自谢云昭到了启蒙识字的年岁后,谢丞相开始渐渐发愁。
谢家世代书香满门,每一辈都寒窗苦读,可偏偏到了他的女儿,心性跳脱散漫,一沾笔墨便百般推脱,连半个时辰都坐不住。
他身居相位,门生广布,自认育人颇有心得,但对谢云昭却是束手无策。
但凡他脸色稍沉,谢云昭就跟软糯的糕点一样黏上来撒娇,三两句话就磨去他一身严厉。
谢丞相就这么一个宝贝女儿,自幼就在捧在手心上的,但又不能不管,转念一想,就把这“恶人”交给了霍惊澜,让他每日监督谢云昭练字识字一个时辰,还勒令他要严格,不许纵容。
霍惊澜接下这份差事,也是万般头疼。
小姑娘静不下心,一坐到书案便浑身上下都是小动作,还说不得半句重话,要不然当即不乐意。
也不知道从哪里学来拿捏人的本事,小嘴一撅,那双漂亮的杏眸顷刻间便蓄满晶莹的泪水,楚楚可怜的,再喊上一声“哥哥”,饶是严厉果决的霍家小少主也没了办法。
霍家还特地给谢云昭辟了一处幽静小院,作为他们二人每日习字之所。
谢云昭每日都要在偏房里睡上一觉,才肯过来习字。
这日午后,金辉般的暖阳穿过雕花窗棂,斜斜的落进书房,在地面铺出柔和斑驳的光影。
霍惊澜一身素色锦衫,身姿挺拔,已然等候多时。
他心里默默的想着,自己今日定要稳住心性,不可再被谢云昭撒娇糊弄过去。
片刻之后,门外传来一阵拖沓的脚步声。
霍惊澜当即转头望去。
小姑娘刚睡醒,漂亮精致的眉眼间还蒙着一层未散的睡意,整个人慵懒又娇憨,身后的头发还松散着垂落。
她目光一撞见霍惊澜,眼底当即漾开笑意,二话不说快步上前,一头扎进霍惊澜怀中。
“哥哥……”
小姑娘的个头如今都到了霍惊澜的腰腹,双臂环着他的腰时,还软软的唤了一声。
霍惊澜被她一扑,刚刚硬起来的心肠便先软了三分。
他抬手,修长的指尖穿过小姑娘柔软的青丝后,忍不住轻轻的捻了捻,好奇的问道:“今日怎没有让婢女替你束发?”

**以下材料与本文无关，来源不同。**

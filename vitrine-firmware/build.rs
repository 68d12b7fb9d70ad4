//! Build script for vitrine-firmware
//!
//! - Sets up linker search paths for memory.x
//! - Validates widget.toml at compile time

use std::env;
use std::fs::{self, File};
use std::io::Write;
use std::path::{Path, PathBuf};

fn main() {
    setup_linker();
    validate_config();
}

/// Set up linker search paths for memory.x
fn setup_linker() {
    let out_dir = PathBuf::from(env::var("OUT_DIR").unwrap());

    let memory_x = include_bytes!("memory.x");
    let mut f = File::create(out_dir.join("memory.x")).unwrap();
    f.write_all(memory_x).unwrap();

    println!("cargo:rustc-link-search={}", out_dir.display());

    println!("cargo:rerun-if-changed=memory.x");
    println!("cargo:rerun-if-changed=build.rs");
}

/// Expected type of a configuration value
#[derive(Clone, Copy)]
enum Kind {
    /// Integer within an inclusive range
    Int(i64, i64),
    Bool,
    /// `"#rrggbb"` or `"0xNNNN"`
    Color,
}

/// Every accepted `(section, key, kind)`
const SCHEMA: &[(&str, &str, Kind)] = &[
    ("ball", "radius", Kind::Int(1, 32)),
    ("ball", "velocity_x", Kind::Int(-128, 127)),
    ("ball", "velocity_y", Kind::Int(-128, 127)),
    ("ball", "start_color", Kind::Color),
    ("mandelbrot", "lines_per_tick", Kind::Int(1, 119)),
    ("timing", "frame_interval_ms", Kind::Int(1, u32::MAX as i64)),
    ("timing", "clock_refresh_ms", Kind::Int(1, u32::MAX as i64)),
    ("timing", "debounce_ms", Kind::Int(0, u32::MAX as i64)),
    ("clock", "tz_offset_hours", Kind::Int(-12, 14)),
    ("clock", "sync_baud_rate", Kind::Int(1, u32::MAX as i64)),
    ("display", "spi_frequency_hz", Kind::Int(1, u32::MAX as i64)),
    ("display", "backlight", Kind::Bool),
    ("theme", "background", Kind::Color),
    ("theme", "border", Kind::Color),
    ("theme", "text", Kind::Color),
];

/// Validate widget.toml at compile time
fn validate_config() {
    println!("cargo:rerun-if-changed=widget.toml");

    let config_path = Path::new("widget.toml");

    if !config_path.exists() {
        panic!(
            "\n\
            ╔══════════════════════════════════════════════════════════════════╗\n\
            ║  ERROR: widget.toml not found!                                   ║\n\
            ║                                                                  ║\n\
            ║  The firmware embeds widget.toml from the vitrine-firmware       ║\n\
            ║  directory. An empty file selects all defaults.                  ║\n\
            ╚══════════════════════════════════════════════════════════════════╝\n"
        );
    }

    let config_content = match fs::read_to_string(config_path) {
        Ok(content) => content,
        Err(e) => {
            panic!(
                "\n\
                ╔══════════════════════════════════════════════════════════════════╗\n\
                ║  ERROR: Failed to read widget.toml                               ║\n\
                ║                                                                  ║\n\
                ║  Error: {:<56} ║\n\
                ╚══════════════════════════════════════════════════════════════════╝\n",
                e
            );
        }
    };

    let config: toml::Value = match toml::from_str(&config_content) {
        Ok(value) => value,
        Err(e) => {
            let error_msg = e.to_string();
            panic!(
                "\n\
                ╔══════════════════════════════════════════════════════════════════╗\n\
                ║  ERROR: Invalid TOML syntax in widget.toml                       ║\n\
                ╠══════════════════════════════════════════════════════════════════╣\n\
                {}\n\
                ╚══════════════════════════════════════════════════════════════════╝\n",
                format_error_lines(&error_msg)
            );
        }
    };

    let errors = validate_tables(&config);
    if !errors.is_empty() {
        panic!(
            "\n\
            ╔══════════════════════════════════════════════════════════════════╗\n\
            ║  ERROR: Invalid values in widget.toml                            ║\n\
            ╠══════════════════════════════════════════════════════════════════╣\n\
            {}\n\
            ╚══════════════════════════════════════════════════════════════════╝\n",
            errors
                .iter()
                .map(|e| format!("║  • {:<62} ║", e))
                .collect::<Vec<_>>()
                .join("\n")
        );
    }

    println!("cargo:warning=widget.toml validated successfully");
}

/// Format error message lines with box drawing
fn format_error_lines(msg: &str) -> String {
    msg.lines()
        .map(|line| {
            let truncated = if line.len() > 64 {
                format!("{}...", &line[..61])
            } else {
                line.to_string()
            };
            format!("║  {:<64} ║", truncated)
        })
        .collect::<Vec<_>>()
        .join("\n")
}

/// Check sections, keys, types and ranges
///
/// The firmware's own parser only understands flat sections of scalars,
/// so nested tables and arrays are rejected here too.
fn validate_tables(config: &toml::Value) -> Vec<String> {
    let mut errors = Vec::new();

    let Some(root) = config.as_table() else {
        return vec!["top level is not a table".to_string()];
    };

    for (section, value) in root {
        let Some(table) = value.as_table() else {
            errors.push(format!("'{}' must be a [section]", section));
            continue;
        };
        if !SCHEMA.iter().any(|(s, _, _)| s == section) {
            errors.push(format!("unknown section [{}]", section));
            continue;
        }

        for (key, value) in table {
            match SCHEMA.iter().find(|(s, k, _)| s == section && k == key) {
                Some(&(_, _, kind)) => {
                    if let Err(msg) = check_value(value, kind) {
                        errors.push(format!("{}.{}: {}", section, key, msg));
                    }
                }
                None => errors.push(format!("unknown key {}.{}", section, key)),
            }
        }
    }

    errors
}

fn check_value(value: &toml::Value, kind: Kind) -> Result<(), String> {
    match kind {
        Kind::Int(min, max) => {
            let v = value.as_integer().ok_or("expected an integer")?;
            if v < min || v > max {
                return Err(format!("{} outside {}..={}", v, min, max));
            }
        }
        Kind::Bool => {
            value.as_bool().ok_or("expected true or false")?;
        }
        Kind::Color => {
            let s = value.as_str().ok_or("expected a color string")?;
            if !is_color(s) {
                return Err(format!("'{}' is not \"#rrggbb\" or \"0xNNNN\"", s));
            }
        }
    }
    Ok(())
}

fn is_color(s: &str) -> bool {
    let hex = |d: &str| d.chars().all(|c| c.is_ascii_hexdigit());
    if let Some(digits) = s.strip_prefix('#') {
        digits.len() == 6 && hex(digits)
    } else if let Some(digits) = s.strip_prefix("0x").or_else(|| s.strip_prefix("0X")) {
        (1..=4).contains(&digits.len()) && hex(digits)
    } else {
        false
    }
}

谢云昭窝在他温热的怀中,惬意的蹭了蹭少年衣襟,而后仰头望他,一双眸子亮晶晶的,藏着几分狡黠的笑意。
“哥哥,你今日帮昭昭梳头好不好?”
谢云昭身边从不缺伺候的婢女,随时都可以帮谢云昭的发鬓打理好。
霍惊澜一眼便看透了小姑娘的算盘。
“小文盲,字不识几个,如今心眼倒是不少。”他屈指刮了过谢云昭的鼻尖,“故意不束发,是想借梳头来拖延时间呢,还是报复我这几日监督你练字来给我找麻烦?”
“我没有!”
谢云昭嘴上说着没有,可下一刻就把小脸埋在霍惊澜的怀里,哼哼唧唧的交代了。
“哥哥怎么这么聪明呀?”
“哥哥,好哥哥,你就帮我梳头吧。”
“砚之是世界上最好的哥哥,昭昭要一辈子跟着。”
小团子说话太甜了,霍惊澜觉得自己又该好好磨练心性了。
“好,哥哥给你梳头。”
听到霍惊澜应下,谢云昭这才重新抬起头,小脸上笑嘻嘻的。
霍惊澜无奈,抱起谢云昭坐在自己怀中,接过了侍女递来的桃木梳。
他不忘道:“那说好了,哥哥给你梳完头,你今日要乖乖的多写几个字。”
“好!”
谢云昭乖乖应下,将自己的头发放心的交给了霍惊澜。
满屋暖阳笼罩,光影温柔又缱绻。
霍惊澜垂着眼帘,桃木梳小心的探入谢云昭发丝,指尖的触感柔软顺滑,让他的动作不禁再轻再慢一些,生怕弄疼了身前的小姑娘。
平日里,他都是自己束发的,可如今面对谢云昭时,竟怎么都不顺手,一举一动都添了拘谨生涩。
他回想着谢云昭今日挽发的样式去模仿,指尖来回缠绕,越编越是觉得不对劲。
霍惊澜手上一顿,看着自己忙活半晌的成果,心头莫名一虚。
还未等他开口,谢云昭以为梳理完毕,便迫不及待抬手取过一旁的菱花铜镜。
这可是哥哥第一次给她梳头!
谢云昭满心期待,可在看见镜中的自己时,小姑娘的眼睛瞪大了。
“那个、昭昭……”
“呜呜,好丑!丑死啦!”
谢云昭猛地回过头,刚刚还乖软可爱的小团子,如今正红着眼,气得腮帮子鼓鼓。
霍惊澜给她梳了两条冲天的小辫子,还歪歪扭扭的,简直滑稽至极。
“怎么会呢,也没有很丑、吧……”
霍惊澜有心解释,可看着自己的手艺,顿时理亏得不行。
这下糟了,小姑娘最爱美了……
谢云昭从霍惊澜的怀里挣了出来,捂着自己的两条小辫子,脆生生的大喊道:“哥哥是笨蛋!”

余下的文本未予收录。